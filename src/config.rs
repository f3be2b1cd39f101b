use serde::Deserialize;

/// Element a page can embed its TOML config in, as
/// `<script type="application/toml" id="share-config">`.
pub const EMBEDDED_CONFIG: &str = "script#share-config";

#[derive(Deserialize, Debug, Clone, Default, PartialEq, Eq)]
#[serde(default)]
pub struct ShareConfig {
    pub site: SiteConfig,
    pub selectors: Selectors,
    pub notices: Notices,
}

impl ShareConfig {
    /// Config embedded in the page, or the default when the page carries none.
    #[tracing::instrument(skip_all, name = "config")]
    pub fn from_embedded(toml: Option<&str>) -> Result<Self, Error> {
        match toml {
            Some(toml) => {
                tracing::debug!("reading embedded config");
                Self::from_toml(toml)
            }
            None => {
                tracing::debug!("no embedded config, using defaults");
                Ok(Self::default())
            }
        }
    }

    pub fn from_toml(toml: &str) -> Result<Self, Error> {
        ::config::Config::builder()
            .add_source(::config::File::from_str(toml, ::config::FileFormat::Toml))
            .build()
            .map_err(Error::Read)?
            .try_deserialize()
            .map_err(Error::Parse)
    }
}

#[derive(Debug, thiserror::Error)]
pub enum Error {
    #[error("config read error: {0}")]
    Read(::config::ConfigError),

    #[error("parsing error: {0}")]
    Parse(::config::ConfigError),
}

#[derive(Deserialize, Debug, Clone, PartialEq, Eq)]
#[serde(default)]
pub struct SiteConfig {
    /// Product name, used as the share title.
    pub title: String,
}

impl Default for SiteConfig {
    fn default() -> Self {
        Self {
            title: "WartaPureté".to_owned(),
        }
    }
}

/// Where a score page displays each piece of a score.
#[derive(Deserialize, Debug, Clone, PartialEq, Eq)]
#[serde(default)]
pub struct Selectors {
    pub trigger: String,
    pub player_name: String,
    pub trashness: String,
    pub sex: String,
    pub alcohol: String,
    pub drugs: String,
}

impl Default for Selectors {
    fn default() -> Self {
        Self {
            trigger: "#share-icon".to_owned(),
            player_name: "#player-name".to_owned(),
            trashness: "#points-trashness".to_owned(),
            sex: "#points-sex".to_owned(),
            alcohol: "#points-alcohol".to_owned(),
            drugs: "#points-drugs".to_owned(),
        }
    }
}

#[derive(Deserialize, Debug, Clone, PartialEq, Eq)]
#[serde(default)]
pub struct Notices {
    pub copied: String,
    pub prompt: String,
}

impl Default for Notices {
    fn default() -> Self {
        Self {
            copied: "Lien copié !".to_owned(),
            prompt: "Copie ce lien:".to_owned(),
        }
    }
}

#[cfg(test)]
mod tests {
    use pretty_assertions::assert_eq;
    use tracing_test::traced_test;

    use super::{Error, ShareConfig};

    #[test]
    fn empty_is_default() {
        let config = ShareConfig::from_toml("").expect("empty config should parse");
        assert_eq!(config, ShareConfig::default());
    }

    #[test]
    fn partial_override() {
        let config = ShareConfig::from_toml(
            r##"
            [site]
            title = "WartaPureté (beta)"

            [selectors]
            player_name = "#name"

            [notices]
            copied = "Copied!"
            "##,
        )
        .expect("config should parse");

        assert_eq!(config.site.title, "WartaPureté (beta)");
        assert_eq!(config.selectors.player_name, "#name");
        assert_eq!(config.selectors.drugs, "#points-drugs");
        assert_eq!(config.notices.copied, "Copied!");
        assert_eq!(config.notices.prompt, "Copie ce lien:");
    }

    #[test]
    fn wrong_shape() {
        let err = ShareConfig::from_toml(r#"notices = "Copied!""#)
            .expect_err("notices should be a table");

        assert!(matches!(err, Error::Parse(_)));
    }

    #[test]
    fn broken_toml() {
        let err = ShareConfig::from_toml("[site").expect_err("toml is unterminated");
        assert!(matches!(err, Error::Read(_)));
    }

    #[test]
    #[traced_test]
    fn embedded_config_is_used() {
        let config = ShareConfig::from_embedded(Some(
            r##"
            [selectors]
            trigger = "#share"
            "##,
        ))
        .expect("embedded config should parse");

        assert_eq!(config.selectors.trigger, "#share");
        assert!(logs_contain("reading embedded config"));
    }

    #[test]
    #[traced_test]
    fn no_embedded_config_is_default() {
        let config = ShareConfig::from_embedded(None).expect("default needs no parsing");

        assert_eq!(config, ShareConfig::default());
        assert!(logs_contain("no embedded config, using defaults"));
    }

    #[test]
    fn broken_embedded_config_is_an_error() {
        assert!(ShareConfig::from_embedded(Some("[site")).is_err());
    }
}
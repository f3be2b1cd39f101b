#![warn(clippy::perf)]
#![warn(clippy::unwrap_used)]

//! Share button for WartaPureté score pages.
//!
//! Clicking the button composes a summary of the displayed score and hands it to the
//! best delivery the browser offers: the native share sheet, then the clipboard, then a
//! prompt holding the link.

pub mod config;
pub use config::ShareConfig;

pub mod logging;

pub mod message;
pub use message::ShareMessage;

pub mod platform;

pub mod score;
pub use score::{Category, Score, ScoreSnapshot};

mod share;
pub use share::{Delivery, ShareAction, ShareError};

pub mod share_code;
pub use share_code::{ShareCodeError, SharedScore};

/// Browser entry point and web-sys implementations of [`platform::Platform`].
#[cfg(target_arch = "wasm32")]
pub mod web;
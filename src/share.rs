use crate::{
    config::ShareConfig,
    message::ShareMessage,
    platform::{
        Capability, Clipboard, ClipboardError, NativeShare, Page, PageError, Platform,
        ShareOutcome,
    },
    score::ScoreSnapshot,
};

/// How a share ended up reaching the user.
#[derive(Debug, Clone, Copy, PartialEq, Eq)]
pub enum Delivery {
    /// The native share sheet was shown, and either used or dismissed.
    NativeShare,

    /// The link was copied and the user told so.
    Clipboard,

    /// The link was shown in a prompt for the user to copy.
    Prompt,
}

#[derive(Debug, thiserror::Error)]
pub enum ShareError {
    #[error("couldn't read the score page: {0}")]
    Page(#[from] PageError),

    #[error(transparent)]
    Clipboard(#[from] ClipboardError),
}

pub struct ShareAction<P> {
    platform: P,
    config: ShareConfig,
}

impl<P: Platform> ShareAction<P> {
    pub fn new(platform: P, config: ShareConfig) -> Self {
        Self { platform, config }
    }

    /// Builds the message from what `page` displays right now.
    pub fn compose_message(&self, page: &impl Page) -> Result<ShareMessage, PageError> {
        let snapshot = ScoreSnapshot::read(page, &self.config.selectors)?;
        let url = page.location()?;

        Ok(ShareMessage::compose(&self.config.site.title, &snapshot, url))
    }

    /// Hands `message` to the native share sheet.
    ///
    /// Returns `true` once the sheet has been dealt with, including when the user dismissed
    /// it. `false` means another delivery should be tried.
    #[tracing::instrument(skip_all)]
    pub async fn try_native_share(&self, message: &ShareMessage) -> bool {
        let Capability::Available(share) = self.platform.native_share() else {
            tracing::debug!("native share unavailable");
            return false;
        };

        if !share.can_share(message) {
            tracing::debug!("native share refused the payload");
            return false;
        }

        match share.share(message).await {
            ShareOutcome::Shared => {
                tracing::info!("shared through the native share sheet");
                true
            }
            ShareOutcome::Cancelled => {
                tracing::info!("user dismissed the native share sheet");
                true
            }
            ShareOutcome::Failed(reason) => {
                tracing::warn!(%reason, "native share failed");
                false
            }
        }
    }

    /// Shares the score shown on `page`, trying each delivery in turn.
    ///
    /// Exactly one delivery reaches the user: the native share sheet, the clipboard with
    /// a notice, or a prompt containing the link.
    #[tracing::instrument(skip_all)]
    pub async fn share(&self, page: &impl Page) -> Result<Delivery, ShareError> {
        let message = self.compose_message(page)?;
        tracing::debug!(url = %message.url, "composed share message");

        if self.try_native_share(&message).await {
            return Ok(Delivery::NativeShare);
        }

        let activation = self.platform.user_activation();

        match self.platform.clipboard() {
            Capability::Available(clipboard) if activation.is_active() => {
                clipboard.write_text(message.url.as_str()).await?;
                self.platform.notify(&self.config.notices.copied);

                tracing::info!("copied link to clipboard");
                Ok(Delivery::Clipboard)
            }
            clipboard => {
                tracing::debug!(
                    clipboard = clipboard.is_available(),
                    ?activation,
                    "can't use the clipboard"
                );

                self.platform
                    .prompt(&self.config.notices.prompt, message.url.as_str());

                tracing::info!("prompted user with link");
                Ok(Delivery::Prompt)
            }
        }
    }
}
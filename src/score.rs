use std::{
    fmt,
    iter::Sum,
    ops::{Add, Index},
};

use crate::{
    config::Selectors,
    platform::{Page, PageError},
};

#[derive(Copy, Clone, Debug, Hash, PartialEq, Eq, PartialOrd, Ord)]
pub enum Category {
    Trashness,
    Sex,
    Alcohol,
    Drugs,
}

impl Category {
    /// Display order, as shown on a score page.
    pub const ALL: [Self; 4] = [Self::Trashness, Self::Sex, Self::Alcohol, Self::Drugs];

    pub const fn emoji(self) -> &'static str {
        match self {
            Self::Trashness => "🗑️",
            Self::Sex => "💑",
            Self::Alcohol => "🍺",
            Self::Drugs => "💊",
        }
    }

    pub const fn label(self) -> &'static str {
        match self {
            Self::Trashness => "Trashness",
            Self::Sex => "Sexe",
            Self::Alcohol => "Alcool",
            Self::Drugs => "Drogues",
        }
    }

    const fn position(self) -> usize {
        self as usize
    }
}

impl fmt::Display for Category {
    fn fmt(&self, f: &mut fmt::Formatter<'_>) -> fmt::Result {
        write!(f, "{}", self.label())
    }
}

/// Points per category.
#[derive(Clone, Copy, Debug, Default, Hash, PartialEq, Eq)]
pub struct Score {
    points: [i32; 4],
}

impl Score {
    pub const fn new(trashness: i32, sex: i32, alcohol: i32, drugs: i32) -> Self {
        Self {
            points: [trashness, sex, alcohol, drugs],
        }
    }
}

impl Index<Category> for Score {
    type Output = i32;

    fn index(&self, index: Category) -> &Self::Output {
        &self.points[index.position()]
    }
}

impl Add for Score {
    type Output = Self;

    fn add(self, rhs: Self) -> Self::Output {
        Self {
            points: std::array::from_fn(|i| self.points[i] + rhs.points[i]),
        }
    }
}

impl Sum for Score {
    fn sum<I: Iterator<Item = Self>>(iter: I) -> Self {
        iter.fold(Self::default(), Add::add)
    }
}

/// What a score page currently displays, taken verbatim.
///
/// Points are kept as text: whatever the page shows is what gets shared.
#[derive(Clone, Debug, PartialEq, Eq)]
pub struct ScoreSnapshot {
    pub player_name: String,
    pub trashness: String,
    pub sex: String,
    pub alcohol: String,
    pub drugs: String,
}

impl ScoreSnapshot {
    /// Reads the player name and the four point fields from `page`.
    ///
    /// Every field must be present; a missing one is an error, never an empty string.
    #[tracing::instrument(skip_all)]
    pub fn read(page: &impl Page, selectors: &Selectors) -> Result<Self, PageError> {
        let field = |selector: &str| {
            page.text_content(selector).ok_or_else(|| {
                tracing::error!(selector, "score page is missing a field");
                PageError::missing_field(selector)
            })
        };

        let snapshot = Self {
            player_name: field(selectors.player_name.as_str())?,
            trashness: field(selectors.trashness.as_str())?,
            sex: field(selectors.sex.as_str())?,
            alcohol: field(selectors.alcohol.as_str())?,
            drugs: field(selectors.drugs.as_str())?,
        };

        tracing::trace!(?snapshot);

        Ok(snapshot)
    }

    pub fn points(&self, category: Category) -> &str {
        match category {
            Category::Trashness => &self.trashness,
            Category::Sex => &self.sex,
            Category::Alcohol => &self.alcohol,
            Category::Drugs => &self.drugs,
        }
    }
}

impl From<(&str, Score)> for ScoreSnapshot {
    fn from((player_name, score): (&str, Score)) -> Self {
        Self {
            player_name: player_name.to_owned(),
            trashness: score[Category::Trashness].to_string(),
            sex: score[Category::Sex].to_string(),
            alcohol: score[Category::Alcohol].to_string(),
            drugs: score[Category::Drugs].to_string(),
        }
    }
}
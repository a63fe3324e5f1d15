//! Request and response bodies

pub mod settlements;
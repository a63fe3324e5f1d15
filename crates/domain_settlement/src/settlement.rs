//! Settlement aggregate and creditor line items

use rust_decimal::Decimal;
use rust_decimal_macros::dec;
use serde::{Deserialize, Serialize};
use std::fmt;
use std::str::FromStr;

use core_kernel::{Currency, LineItemId, Money, Rate, SettlementId};
use crate::error::SettlementError;

/// How a line item's reduction is computed
#[derive(Debug, Clone, Copy, PartialEq, Eq, Hash, Serialize, Deserialize)]
#[serde(rename_all = "lowercase")]
pub enum ReductionMethod {
    /// A fixed percentage of the item's amount
    Percentage,
    /// The gap between the item's amount and its share of the pro-rata pool
    ProRata,
}

impl ReductionMethod {
    /// Returns the wire name
    pub fn as_str(&self) -> &'static str {
        match self {
            ReductionMethod::Percentage => "percentage",
            ReductionMethod::ProRata => "prorata",
        }
    }
}

impl fmt::Display for ReductionMethod {
    fn fmt(&self, f: &mut fmt::Formatter<'_>) -> fmt::Result {
        f.write_str(self.as_str())
    }
}

impl FromStr for ReductionMethod {
    type Err = SettlementError;

    fn from_str(s: &str) -> Result<Self, Self::Err> {
        match s {
            "percentage" => Ok(ReductionMethod::Percentage),
            "prorata" => Ok(ReductionMethod::ProRata),
            other => Err(SettlementError::InvalidStructure(format!(
                "unknown reduction type '{other}', expected 'percentage' or 'prorata'"
            ))),
        }
    }
}

/// Lien classification. Carried through to the breakdown; has no effect on the arithmetic.
#[derive(Debug, Clone, Copy, PartialEq, Eq, Hash, Default, Serialize, Deserialize)]
#[serde(rename_all = "lowercase")]
pub enum LienType {
    #[default]
    Health,
    Other,
}

impl LienType {
    /// Returns the wire name
    pub fn as_str(&self) -> &'static str {
        match self {
            LienType::Health => "health",
            LienType::Other => "other",
        }
    }
}

impl FromStr for LienType {
    type Err = SettlementError;

    fn from_str(s: &str) -> Result<Self, Self::Err> {
        match s {
            "health" => Ok(LienType::Health),
            "other" => Ok(LienType::Other),
            other => Err(SettlementError::InvalidStructure(format!(
                "unknown lien type '{other}', expected 'health' or 'other'"
            ))),
        }
    }
}

/// The three creditor collections of a settlement
#[derive(Debug, Clone, Copy, PartialEq, Eq, Hash, Serialize, Deserialize)]
#[serde(rename_all = "lowercase")]
pub enum CreditorCategory {
    Medical,
    Loans,
    Liens,
}

impl CreditorCategory {
    /// All categories in breakdown order
    pub const ALL: [CreditorCategory; 3] = [
        CreditorCategory::Medical,
        CreditorCategory::Loans,
        CreditorCategory::Liens,
    ];

    /// Field name used in validation messages
    pub fn field_name(&self) -> &'static str {
        match self {
            CreditorCategory::Medical => "medical_providers",
            CreditorCategory::Loans => "pre_settlement_loans",
            CreditorCategory::Liens => "liens",
        }
    }
}

/// A reduction method together with its value
#[derive(Debug, Clone, Copy, PartialEq, Eq, Serialize, Deserialize)]
pub struct ReductionPolicy {
    pub method: ReductionMethod,
    /// Percentage points; ignored for pro-rata
    pub value: Decimal,
}

impl ReductionPolicy {
    /// Percentage reduction of `value` points
    pub fn percentage(value: Decimal) -> Self {
        Self {
            method: ReductionMethod::Percentage,
            value,
        }
    }

    /// Pro-rata reduction
    pub fn prorata() -> Self {
        Self {
            method: ReductionMethod::ProRata,
            value: Decimal::ZERO,
        }
    }
}

impl Default for ReductionPolicy {
    fn default() -> Self {
        Self::percentage(dec!(0))
    }
}

/// Per-category default reduction policies
///
/// Applied during validation to line items that do not choose their own
/// reduction method or value.
#[derive(Debug, Clone, Copy, PartialEq, Eq, Default, Serialize, Deserialize)]
pub struct CategoryDefaults {
    pub medical: ReductionPolicy,
    pub loans: ReductionPolicy,
    pub liens: ReductionPolicy,
}

impl CategoryDefaults {
    /// Returns the default policy for a category
    pub fn for_category(&self, category: CreditorCategory) -> ReductionPolicy {
        match category {
            CreditorCategory::Medical => self.medical,
            CreditorCategory::Loans => self.loans,
            CreditorCategory::Liens => self.liens,
        }
    }

    /// Replaces the default policy for a category
    pub fn with(mut self, category: CreditorCategory, policy: ReductionPolicy) -> Self {
        match category {
            CreditorCategory::Medical => self.medical = policy,
            CreditorCategory::Loans => self.loans = policy,
            CreditorCategory::Liens => self.liens = policy,
        }
        self
    }
}

/// Attorney fee arrangement
#[derive(Debug, Clone, Copy, PartialEq, Eq, Serialize, Deserialize)]
#[serde(tag = "type", content = "amount", rename_all = "lowercase")]
pub enum AttorneyFee {
    /// A flat fee
    Specific(Money),
    /// Percentage points of the gross settlement
    Percentage(Decimal),
}

impl AttorneyFee {
    /// Computes the fee owed on a gross settlement
    pub fn amount_for(&self, gross: &Money) -> Money {
        match self {
            AttorneyFee::Specific(fee) => *fee,
            AttorneyFee::Percentage(points) => Rate::from_percentage(*points).apply(gross),
        }
    }
}

/// A creditor claim against the settlement
#[derive(Debug, Clone, PartialEq, Eq, Serialize)]
pub struct LineItem {
    pub id: LineItemId,
    /// Provider, lender, or lienholder name
    pub creditor: String,
    pub email: Option<String>,
    /// Billed or owed amount
    pub amount: Money,
    pub reduction_method: ReductionMethod,
    pub reduction_value: Decimal,
    /// Whether the amount counts toward total damages
    pub include_in_prorata_pool: bool,
}

impl LineItem {
    /// Returns the item's reduction policy
    pub fn policy(&self) -> ReductionPolicy {
        ReductionPolicy {
            method: self.reduction_method,
            value: self.reduction_value,
        }
    }
}

/// A lien line item
#[derive(Debug, Clone, PartialEq, Eq, Serialize)]
pub struct Lien {
    pub item: LineItem,
    pub lien_type: LienType,
}

/// A validated settlement
///
/// Only produced by [`crate::validation::validate`], so every amount shares
/// the settlement's currency and every required field is present.
#[derive(Debug, Clone, PartialEq, Eq, Serialize)]
pub struct Settlement {
    id: SettlementId,
    currency: Currency,
    total_settlement_amount: Money,
    case_expenses: Money,
    attorney_fee: AttorneyFee,
    medical_payment: Money,
    medical_providers: Vec<LineItem>,
    pre_settlement_loans: Vec<LineItem>,
    liens: Vec<Lien>,
    category_defaults: CategoryDefaults,
}

impl Settlement {
    #[allow(clippy::too_many_arguments)]
    pub(crate) fn from_parts(
        id: SettlementId,
        currency: Currency,
        total_settlement_amount: Money,
        case_expenses: Money,
        attorney_fee: AttorneyFee,
        medical_payment: Money,
        medical_providers: Vec<LineItem>,
        pre_settlement_loans: Vec<LineItem>,
        liens: Vec<Lien>,
        category_defaults: CategoryDefaults,
    ) -> Self {
        Self {
            id,
            currency,
            total_settlement_amount,
            case_expenses,
            attorney_fee,
            medical_payment,
            medical_providers,
            pre_settlement_loans,
            liens,
            category_defaults,
        }
    }

    pub fn id(&self) -> SettlementId {
        self.id
    }

    pub fn currency(&self) -> Currency {
        self.currency
    }

    /// Gross settlement amount
    pub fn total_settlement_amount(&self) -> &Money {
        &self.total_settlement_amount
    }

    pub fn case_expenses(&self) -> &Money {
        &self.case_expenses
    }

    pub fn attorney_fee(&self) -> &AttorneyFee {
        &self.attorney_fee
    }

    /// Medical payment credited back into proceeds
    pub fn medical_payment(&self) -> &Money {
        &self.medical_payment
    }

    pub fn medical_providers(&self) -> &[LineItem] {
        &self.medical_providers
    }

    pub fn pre_settlement_loans(&self) -> &[LineItem] {
        &self.pre_settlement_loans
    }

    pub fn liens(&self) -> &[Lien] {
        &self.liens
    }

    pub fn category_defaults(&self) -> &CategoryDefaults {
        &self.category_defaults
    }

    /// Iterates every line item across the three categories, in breakdown order
    pub fn line_items(&self) -> impl Iterator<Item = (CreditorCategory, &LineItem)> {
        self.medical_providers
            .iter()
            .map(|item| (CreditorCategory::Medical, item))
            .chain(
                self.pre_settlement_loans
                    .iter()
                    .map(|item| (CreditorCategory::Loans, item)),
            )
            .chain(
                self.liens
                    .iter()
                    .map(|lien| (CreditorCategory::Liens, &lien.item)),
            )
    }

    /// Number of line items across all categories
    pub fn line_item_count(&self) -> usize {
        self.medical_providers.len() + self.pre_settlement_loans.len() + self.liens.len()
    }
}
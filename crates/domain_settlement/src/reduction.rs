//! Pro-rata reduction pool and per-item reduction policy

use rust_decimal::Decimal;
use rust_decimal_macros::dec;
use serde::Serialize;

use core_kernel::{Money, MoneyError, Rate};
use crate::settlement::{LineItem, ReductionMethod, Settlement};

/// The pool is one third of the gross settlement, regardless of how many
/// categories or items take part.
pub const POOL_DIVISOR: Decimal = dec!(3);

/// Shared pro-rata figures, computed once per calculation
#[derive(Debug, Clone, Copy, PartialEq, Eq, Serialize)]
pub struct ReductionPool {
    total_damages: Money,
    pool: Money,
}

impl ReductionPool {
    pub fn new(total_damages: Money, pool: Money) -> Self {
        Self { total_damages, pool }
    }

    /// Builds the pool for a settlement
    ///
    /// Total damages sums every pool-eligible item across all three
    /// categories. An item's own reduction method plays no part in this.
    pub fn from_settlement(settlement: &Settlement) -> Self {
        let total_damages = settlement
            .line_items()
            .filter(|(_, item)| item.include_in_prorata_pool)
            .fold(Money::zero(settlement.currency()), |acc, (_, item)| acc + item.amount);

        Self {
            total_damages,
            pool: *settlement.total_settlement_amount() / POOL_DIVISOR,
        }
    }

    /// Sum of pool-eligible item amounts
    pub fn total_damages(&self) -> Money {
        self.total_damages
    }

    /// One third of the gross settlement
    pub fn pool(&self) -> Money {
        self.pool
    }

    /// Proportional share of the pool for an amount
    ///
    /// `None` when total damages is not positive, i.e. there is nothing to
    /// distribute against.
    pub fn share_of(&self, amount: &Money) -> Option<Money> {
        self.checked_share_of(amount).ok().flatten()
    }

    /// [`share_of`](Self::share_of), reporting overflow instead of hiding it
    pub fn checked_share_of(&self, amount: &Money) -> Result<Option<Money>, MoneyError> {
        if !self.total_damages.is_positive() {
            return Ok(None);
        }
        let ratio = amount.ratio(&self.total_damages)?;
        self.pool.checked_mul(ratio).map(Some)
    }
}

/// Computes the reduction for one line item
///
/// Percentage items lose `value`% of their amount, unbounded. Pro-rata
/// items are reduced to their share of the pool; pool membership only
/// affects the denominator, so an excluded item selecting pro-rata is
/// still reduced against the other members' total.
pub fn reduction_for(item: &LineItem, pool: &ReductionPool) -> Money {
    match item.reduction_method {
        ReductionMethod::Percentage => Rate::from_percentage(item.reduction_value).apply(&item.amount),
        ReductionMethod::ProRata => match pool.share_of(&item.amount) {
            Some(share) => item.amount - share,
            None => Money::zero(item.amount.currency()),
        },
    }
}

⁂

■ **Problem to solve**
Restate the data verbatim through the "pub const EMBEDDED_CONFIG: &str" line.

■ **Exercise answer**
filename src/config.rs
repository f3be2b1cd39f101b
use serde::Deserialize;

/// Element a page can embed its TOML config in, as
/// `<script type="application/toml" id="share-config">`.
pub const EMBEDDED_CONFIG: &str = "script#share-config";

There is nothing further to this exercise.